Clave: adaptación constante


Por Alberto Guida

Habitualmente pensamos que el contexto social y económico son las variables determinantes del futuro comercial, sin embargo si tenemos en cuenta que Argentina no ha recorrido el camino más acertado en las últimas seis o siete décadas, esto no ha impedido estar inmersos en todos los procesos de cambios de hábitos de consumo que se sucedieron, ni en limitar el desarrollo de ciertos modelos de negocio.

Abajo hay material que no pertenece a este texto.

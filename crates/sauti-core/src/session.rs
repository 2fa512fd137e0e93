//! Per-stream session wiring the byte pipeline to playback

use std::sync::atomic::{AtomicBool, Ordering};
use std::sync::Arc;
use std::time::{Duration, Instant};

use bytes::Bytes;
use tracing::{debug, info, warn};
use uuid::Uuid;

use crate::audio::{
    decode_pcm16, ChunkAccumulator, FinalizedAudio, HeaderExtractor, SampleAligner,
};
use crate::config::StreamConfig;
use crate::error::{Error, Result};
use crate::playback::{AnalysisTap, AudioBackend, PlaybackScheduler, PlaybackState};
use crate::visualizer::VisualizerFeed;

/// Cancellation handle shared with tasks observing a stream.
///
/// Clones share one flag. The flag starts true and flips false exactly
/// once, either through `cancel` or when the stream ends.
#[derive(Clone)]
pub struct StreamHandle {
    active: Arc<AtomicBool>,
}

impl StreamHandle {
    pub(crate) fn new() -> Self {
        Self {
            active: Arc::new(AtomicBool::new(true)),
        }
    }

    /// Request cancellation; the session winds down at the next chunk.
    pub fn cancel(&self) {
        self.active.store(false, Ordering::SeqCst);
    }

    pub fn is_active(&self) -> bool {
        self.active.load(Ordering::SeqCst)
    }

    pub(crate) fn mark_inactive(&self) {
        self.active.store(false, Ordering::SeqCst);
    }
}

/// One audio stream from first chunk to finalized artifact.
///
/// Chunks pass through accumulation, sample alignment, header extraction
/// and PCM decoding, and the decoded segments are scheduled for playback
/// as they appear. The session owns every pipeline stage; the driver owns
/// the transport.
pub struct StreamSession {
    id: Uuid,
    config: StreamConfig,
    aligner: SampleAligner,
    header: HeaderExtractor,
    accumulator: ChunkAccumulator,
    scheduler: PlaybackScheduler,
    handle: StreamHandle,
    started_at: Instant,
    samples_decoded: usize,
    chunks_received: usize,
}

impl StreamSession {
    pub fn new(config: StreamConfig, backend: Box<dyn AudioBackend>) -> Self {
        let id = Uuid::new_v4();
        let tap = AnalysisTap::new(config.visualizer_window * 8);
        let header = HeaderExtractor::new(config.header_len, config.sample_rate_offset);
        debug!("Stream session {} created", id);
        Self {
            id,
            config,
            aligner: SampleAligner::new(),
            header,
            accumulator: ChunkAccumulator::new(),
            scheduler: PlaybackScheduler::new(backend, tap),
            handle: StreamHandle::new(),
            started_at: Instant::now(),
            samples_decoded: 0,
            chunks_received: 0,
        }
    }

    /// Ingest one transport chunk.
    ///
    /// The raw chunk is retained for the final artifact before any
    /// processing. Playback starts on the chunk that completes the
    /// header; decoded samples from then on are scheduled immediately.
    pub fn on_chunk(&mut self, chunk: Bytes) -> Result<()> {
        if !self.handle.is_active() {
            return Err(Error::Cancelled);
        }
        self.chunks_received += 1;
        self.accumulator.append(chunk.clone());

        let span = self.aligner.push(&chunk);
        let (header, payload) = self.header.extract(span);
        if let Some(header) = header {
            self.scheduler.start(header.sample_rate)?;
        }
        if payload.is_empty() {
            return Ok(());
        }

        let segment = decode_pcm16(&payload);
        self.samples_decoded += segment.len();
        self.scheduler.schedule(&segment)
    }

    /// Complete the stream and produce the finalized artifact.
    ///
    /// Scheduled audio keeps playing; stopping the device is left to the
    /// caller once the queue drains.
    pub fn on_stream_end(&mut self) -> FinalizedAudio {
        self.handle.mark_inactive();
        self.aligner.finish();

        let sample_rate = self.header.header().map(|h| h.sample_rate);
        if sample_rate.is_none() {
            warn!(
                "Stream {} ended before a complete header: {} bytes total",
                self.id,
                self.accumulator.total_bytes()
            );
        }

        let generation_time = self.started_at.elapsed();
        let bytes = self.accumulator.finalize();
        info!(
            "Stream {} complete: {} chunks, {} samples in {:.2}s",
            self.id,
            self.chunks_received,
            self.samples_decoded,
            generation_time.as_secs_f64()
        );
        FinalizedAudio {
            bytes,
            sample_rate,
            samples_decoded: self.samples_decoded,
            generation_time,
        }
    }

    /// Fail the stream: tear down playback and surface the cause.
    pub fn on_stream_error(&mut self, reason: String) -> Error {
        warn!("Stream {} failed: {}", self.id, reason);
        self.abort();
        Error::Transport(reason)
    }

    /// Cancel-style teardown: stop playback and discard accumulated bytes.
    pub fn abort(&mut self) {
        self.handle.mark_inactive();
        self.scheduler.stop();
        self.accumulator.clear();
        debug!(
            "Stream {} aborted after {} chunks",
            self.id, self.chunks_received
        );
    }

    pub fn pause(&mut self) -> Result<()> {
        self.scheduler.pause()
    }

    pub fn resume(&mut self) -> Result<()> {
        self.scheduler.resume()
    }

    /// Release the output device once playback is no longer wanted.
    pub fn stop_playback(&mut self) {
        self.scheduler.stop();
    }

    /// Amplitude renderer bound to this session's tap and lifetime.
    pub fn visualizer(&self) -> VisualizerFeed {
        VisualizerFeed::new(
            self.scheduler.tap(),
            self.handle.clone(),
            self.config.visualizer_window,
            Duration::from_millis(self.config.render_interval_ms),
        )
    }

    pub fn handle(&self) -> StreamHandle {
        self.handle.clone()
    }

    pub fn tap(&self) -> AnalysisTap {
        self.scheduler.tap()
    }

    pub fn id(&self) -> Uuid {
        self.id
    }

    pub fn playback_state(&self) -> PlaybackState {
        self.scheduler.state()
    }

    /// Scheduled audio not yet played out.
    pub fn pending_playback(&self) -> Duration {
        self.scheduler.pending()
    }

    pub fn sample_rate(&self) -> Option<u32> {
        self.scheduler.sample_rate()
    }

    pub fn samples_decoded(&self) -> usize {
        self.samples_decoded
    }

    pub fn chunks_received(&self) -> usize {
        self.chunks_received
    }
}
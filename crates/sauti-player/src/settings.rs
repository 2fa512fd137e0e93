//! Player settings: file-based configuration with environment overrides

use std::fs;
use std::path::{Path, PathBuf};

use anyhow::{Context, Result};
use config::{Config, Environment, File};
use serde::{Deserialize, Serialize};

/// Persistent player configuration.
///
/// Every field has a default matching the service's own, so a missing or
/// partial config file always yields a usable value. Values can also be
/// overridden through `SAUTI_`-prefixed environment variables.
#[derive(Debug, Clone, PartialEq, Serialize, Deserialize)]
pub struct Settings {
    /// Base URL of the TTS service
    #[serde(default = "default_server_url")]
    pub server_url: String,

    /// Voice selection mode: "predefined" or "clone"
    #[serde(default = "default_voice_mode")]
    pub voice_mode: String,

    /// Predefined voice name
    #[serde(default)]
    pub predefined_voice: Option<String>,

    /// Reference audio filename for voice cloning
    #[serde(default)]
    pub reference_audio: Option<String>,

    /// Sampling temperature
    #[serde(default = "default_temperature")]
    pub temperature: f32,

    /// Emotion exaggeration factor
    #[serde(default = "default_exaggeration")]
    pub exaggeration: f32,

    /// Classifier-free guidance weight
    #[serde(default = "default_cfg_weight")]
    pub cfg_weight: f32,

    /// Playback speed factor applied by the service
    #[serde(default = "default_speed_factor")]
    pub speed_factor: f32,

    /// Generation seed, 0 for random
    #[serde(default)]
    pub seed: u32,

    /// Language code
    #[serde(default = "default_language")]
    pub language: String,

    /// Whether the service should split long text into chunks
    #[serde(default = "default_split_text")]
    pub split_text: bool,

    /// Characters per chunk when splitting
    #[serde(default = "default_chunk_size")]
    pub chunk_size: u32,

    /// Audio container format requested from the service
    #[serde(default = "default_output_format")]
    pub output_format: String,

    /// Whether the live level meter is drawn while streaming
    #[serde(default = "default_meter")]
    pub meter: bool,
}

impl Default for Settings {
    fn default() -> Self {
        Self {
            server_url: default_server_url(),
            voice_mode: default_voice_mode(),
            predefined_voice: None,
            reference_audio: None,
            temperature: default_temperature(),
            exaggeration: default_exaggeration(),
            cfg_weight: default_cfg_weight(),
            speed_factor: default_speed_factor(),
            seed: 0,
            language: default_language(),
            split_text: default_split_text(),
            chunk_size: default_chunk_size(),
            output_format: default_output_format(),
            meter: default_meter(),
        }
    }
}

fn default_server_url() -> String {
    "http://localhost:8004".to_string()
}

fn default_voice_mode() -> String {
    "predefined".to_string()
}

fn default_temperature() -> f32 {
    0.8
}

fn default_exaggeration() -> f32 {
    0.5
}

fn default_cfg_weight() -> f32 {
    0.5
}

fn default_speed_factor() -> f32 {
    1.0
}

fn default_language() -> String {
    "en".to_string()
}

fn default_split_text() -> bool {
    true
}

fn default_chunk_size() -> u32 {
    120
}

fn default_output_format() -> String {
    "wav".to_string()
}

fn default_meter() -> bool {
    true
}

impl Settings {
    /// Platform config file location.
    pub fn config_path() -> Option<PathBuf> {
        dirs::config_dir().map(|dir| dir.join("sauti").join("config.toml"))
    }

    /// Load from the platform config file and the environment.
    pub fn load() -> Result<Self> {
        Self::load_from(Self::config_path().as_deref())
    }

    /// Load from an explicit file, if given, plus the environment.
    pub fn load_from(path: Option<&Path>) -> Result<Self> {
        let mut builder = Config::builder();
        if let Some(path) = path {
            builder = builder.add_source(File::from(path).required(false));
        }
        builder
            .add_source(Environment::with_prefix("SAUTI"))
            .build()
            .context("Failed to assemble configuration")?
            .try_deserialize()
            .context("Invalid configuration")
    }

    /// Write a config file holding the defaults.
    pub fn write_default(path: &Path) -> Result<()> {
        if let Some(parent) = path.parent() {
            fs::create_dir_all(parent)
                .with_context(|| format!("Failed to create {}", parent.display()))?;
        }
        let body = toml::to_string_pretty(&Settings::default())
            .context("Failed to serialize default settings")?;
        fs::write(path, body).with_context(|| format!("Failed to write {}", path.display()))?;
        Ok(())
    }
}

Los medios de comunicación han sido factor determinante en los procesos de cambio en nuestras costumbres, pero si además a esto le sumamos la evolución tecnológica y su impacto en la velocidad del cambio, este razonamiento crece exponencialmente.

Sin lugar a dudas estamos ante un mundo diferente, que no dejó nunca de modificar pautas de consumo, aunque hoy con mayor aceleración. En este contexto no dependemos solamente de lo social y económico, simplemente ambos determinan ciclos positivos o negativos, que inciden temporalmente en los resultados económicos, pero no en el proceso de cambio.

Siendo el cambio algo inexorable, es lógico pensar en la transformación comercial que generan la suma de las nuevas generaciones, el crecimiento demográfico y la tecnología, provocando necesidades diferentes a las ?actuales.

Hoy hablamos de omnicanal y E-commerce, como las variables actuales de innovación, para la visión tradicionalista. Pensemos ?entonces en diez años más, cuando los centennials tengan treinta en su promedio de edad, sumados a los alfa, agregándoles además la evolución de la telefonía. Sin duda estaremos ante la presencia de un contexto generacional totalmente tecnológico, con hábitos de consumo y requerimientos específicos.

El interrogante que queda no es pensar hacia dónde vamos comercialmente, sino qué canales o negocios aceptarán el desafío y estarán dispuestos a darles a estos consumidores las respuestas del servicio que demanden.

La mayor parte del éxito comercial, depende de nuestra capacidad de administrar las variables controlables, fundamentalmente la adaptación a los procesos de cambio que determina el dueño de nuestro negocio… el comprador.

El proceso de cambios de hábitos de consumo que estamos viviendo no será gradual, será vertiginoso.